I should have mentioned that I am a big fan of Joe Biden. Really though, you mean to tell me this wasn't what everybody else was thinking. I am bad enough myself with how often I check my e-mail hoping for good news out of Ithaca, but we have kids on here who are practically having asthma attacks everytime they see the words "law" and/or "school" in an e-mail message. So, like I said earlier, somebody who actually gives a damn (maybe not to that extreme) would be more deserving. I don't even think this guy sent in a LOCI because he didn't even remember he was on hold or reserve. That is something to say wow about, not what I said.

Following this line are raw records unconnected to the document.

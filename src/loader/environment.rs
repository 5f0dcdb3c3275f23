use std::path::Path;

use crate::error::ViewerError;
use crate::scene::EnvironmentMap;

/// Read and decode an equirectangular Radiance HDR file.
pub fn load_environment(path: &Path) -> Result<EnvironmentMap, ViewerError> {
    log::info!("loading environment {}", path.display());
    let data = std::fs::read(path)
        .map_err(|e| ViewerError::EnvironmentLoad(format!("{}: {e}", path.display())))?;
    decode_environment(&data)
}

/// Decode HDR bytes into linear RGBA f32 pixels with alpha 1.
pub fn decode_environment(data: &[u8]) -> Result<EnvironmentMap, ViewerError> {
    let rgb = image::load_from_memory(data)
        .map_err(|e| ViewerError::EnvironmentLoad(e.to_string()))?
        .to_rgb32f();
    let (width, height) = rgb.dimensions();
    let pixels = rgb.pixels().map(|p| [p[0], p[1], p[2], 1.0]).collect();
    EnvironmentMap::new(width, height, pixels).ok_or_else(|| {
        ViewerError::EnvironmentLoad(format!("decoded image has unusable size {width}x{height}"))
    })
}

#[cfg(test)]
mod tests {
    use super::*;

    #[test]
    fn decodes_radiance_pixels() {
        let path = Path::new(env!("CARGO_MANIFEST_DIR")).join("tests/fixtures/tiny.hdr");
        let map = load_environment(&path).unwrap();
        assert_eq!((map.width, map.height), (2, 1));
        assert_eq!(map.pixels[0], [1.0, 1.0, 1.0, 1.0]);
        assert_eq!(map.pixels[1], [0.5, 0.25, 0.0, 1.0]);
    }

    #[test]
    fn garbage_is_an_environment_error() {
        let err = decode_environment(b"definitely not an image");
        assert!(matches!(err, Err(ViewerError::EnvironmentLoad(_))));
    }

    #[test]
    fn missing_file_is_an_environment_error() {
        let err = load_environment(Path::new("/nonexistent/sky.hdr"));
        assert!(matches!(err, Err(ViewerError::EnvironmentLoad(_))));
    }
}
use anyhow::{Context, Result};
use std::fs;
use std::path::{Path, PathBuf};

use crate::scanner::Acknowledgement;

pub const OUTPUT_FILE_NAME: &str = "acknowledgements.json";

/// Serialize the acknowledgements with 2-space indentation and write them to
/// `<output_dir>/acknowledgements.json`, overwriting any existing file.
/// Returns the written path.
pub fn write_acknowledgements(
    acknowledgements: &[Acknowledgement],
    output_dir: &Path,
) -> Result<PathBuf> {
    let json = serde_json::to_string_pretty(acknowledgements)?;

    let output_path = output_dir.join(OUTPUT_FILE_NAME);
    fs::write(&output_path, json)
        .with_context(|| format!("Failed to write {}", output_path.display()))?;

    Ok(output_path)
}
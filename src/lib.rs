pub mod config;
pub mod output;
pub mod scanner;
pub mod workspace_state;

// Re-export main types for easy access
pub use config::Config;
pub use scanner::{scan_checkouts, Acknowledgement};
pub use workspace_state::{WorkspaceState, WorkspaceStateParser};
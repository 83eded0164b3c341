use super::helpers::TestWorkspace;
use spm_acknowledgements::Acknowledgement;
use std::fs;

const SPM_ARG: &str = "SourcePackages/checkouts";

#[test]
fn test_scan_without_manifest() {
    let workspace = TestWorkspace::new();
    workspace.add_package("A", Some("MIT"));
    workspace.add_package("B", None);

    let output = workspace.run(&["-s", SPM_ARG]);
    assert!(output.status.success());

    let acknowledgements: Vec<Acknowledgement> =
        serde_json::from_str(&workspace.read_output_file()).unwrap();

    assert_eq!(acknowledgements.len(), 2);
    assert_eq!(acknowledgements[0].package_name, "A");
    assert_eq!(acknowledgements[0].content, "MIT");
    assert_eq!(acknowledgements[0].url, "");
    assert_eq!(acknowledgements[1].package_name, "B");
    assert_eq!(acknowledgements[1].content, "");
}

#[test]
fn test_manifest_adds_urls() {
    let workspace = TestWorkspace::new();
    workspace.add_package("A", Some("MIT"));
    workspace.add_package("B", None);
    workspace.write_manifest(
        r#"{
  "object": {
    "dependencies": [
      {
        "packageRef": { "name": "A", "path": "https://example.com/A" },
        "state": { "checkoutState": { "version": "1.0.0" } }
      },
      {
        "packageRef": { "name": "unrelated", "path": "https://example.com/unrelated" },
        "state": { "checkoutState": { "version": "2.0.0" } }
      }
    ]
  },
  "version": 5
}"#,
    );

    let output = workspace.run(&["--spm", SPM_ARG]);
    assert!(output.status.success());

    let acknowledgements: Vec<Acknowledgement> =
        serde_json::from_str(&workspace.read_output_file()).unwrap();

    assert_eq!(acknowledgements.len(), 2);
    assert_eq!(acknowledgements[0].url, "https://example.com/A");
    assert_eq!(acknowledgements[1].url, "");
}

#[test]
fn test_malformed_manifest_aborts_run() {
    let workspace = TestWorkspace::new();
    workspace.add_package("A", Some("MIT"));
    workspace.write_manifest("{ not json");

    let output = workspace.run(&["-s", SPM_ARG]);

    assert!(!output.status.success());
    assert!(!workspace.output_file_exists());
    let stderr = String::from_utf8_lossy(&output.stderr);
    assert!(stderr.contains("parse"));
}

#[test]
fn test_missing_path_exits_nonzero_without_output() {
    let workspace = TestWorkspace::new();
    workspace.add_package("A", Some("MIT"));

    let output = workspace.run(&[]);

    assert!(!output.status.success());
    assert!(!workspace.output_file_exists());
    let stderr = String::from_utf8_lossy(&output.stderr);
    assert!(stderr.contains("--spm"));
}

#[test]
fn test_output_flag_controls_destination() {
    let workspace = TestWorkspace::new();
    workspace.add_package("A", Some("MIT"));
    fs::create_dir(workspace.dir.path().join("out")).unwrap();

    let output = workspace.run(&["-s", SPM_ARG, "-o", "out"]);
    assert!(output.status.success());

    assert!(!workspace.output_file_exists());
    let written = workspace.dir.path().join("out").join("acknowledgements.json");
    assert!(written.exists());
}

#[test]
fn test_build_dir_env_resolves_checkouts() {
    let workspace = TestWorkspace::new();
    workspace.add_package("A", Some("MIT"));
    // BUILD_DIR/../../SourcePackages/checkouts must land on the fixture's
    // checkouts directory.
    fs::create_dir_all(workspace.dir.path().join("Build").join("Products")).unwrap();

    let output = workspace.run_with_build_dir("Build/Products", &[]);
    assert!(output.status.success());

    let acknowledgements: Vec<Acknowledgement> =
        serde_json::from_str(&workspace.read_output_file()).unwrap();
    assert_eq!(acknowledgements.len(), 1);
    assert_eq!(acknowledgements[0].package_name, "A");
}

#[test]
fn test_success_message_reports_elapsed_time() {
    let workspace = TestWorkspace::new();
    workspace.add_package("A", Some("MIT"));

    let output = workspace.run(&["-s", SPM_ARG]);
    assert!(output.status.success());

    let stdout = String::from_utf8_lossy(&output.stdout);
    assert!(stdout.contains("Created acknowledgements file in"));
}
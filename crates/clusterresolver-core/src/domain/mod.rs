//! Domain model (kinds, request params, resources, errors).

pub mod errors;
pub mod kind;
pub mod params;
pub mod resource;

pub use self::errors::{ErrorKind, ResolverError};
pub use self::kind::{ResourceKind, UnknownKind};
pub use self::params::{PARAM_KIND, PARAM_NAME, Params, ResolutionRequest};
pub use self::resource::{
    ANNOTATION_CONTENT_TYPE, CONTENT_TYPE_JSON, ObjectMeta, ResolvedResource, StoredResource,
};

My advice would be this: you wanted to go to France and you wanted to go to Berkeley... do both. You have a sufficient background to accomplish that if you wait until next cycle and don't apply after the rush of applicants in an overloaded year. However, in a year where seats per applicant are in such low supply why would you take a seat from somebody who actually wanted to attend the school.
My other advice is figure out where or what you want to practice: You applied to Berkeley, Cornell, and GW with nothing in between. Norcal, Ithaca, and Washington, DC... what do these places or institutions have in common. Nothing, absolutely nothing. That bothers me. That really, really, really, really bothers me. Maybe I could understand the connection between Berkeley and Cornell as both would lend themselves to diverse specialties, they are both liberal strong holds, and maybe you are into outdoors and winter sports. Are any of these things true about GW? No. I am doing you a favor by pointing out how obtuse your assertions are. You will be spending over a hundred thousand dollars and three years of your life on law school. So with that in mind, I would sit down and make an educated decision based upon the following factors:
Location, Finances, Placement, Specialties, Political Culture, and the opportunity cost of deferring a year so that you can attend Berkeley (or another top ten school) or attending GW instead.
I am sure that I am leaving some things out, but with that last consideration in mind you may very well determine that you should accept the offer from Cornell... you might be looking for liberal politics, simply want the prestige for your family (if you are travelling that much and you are willing to make a hundred thousand dollar plus decision on a dime then maybe you have money to play with), be interested in international or labor law, want a small campus environment, want to place in a big city, and are willing to take the risk of Cornell's 93% placement after 9 months for graduates (since they are competing ITE against the rest of the Ivy league and NYU). All I am saying is figure it out.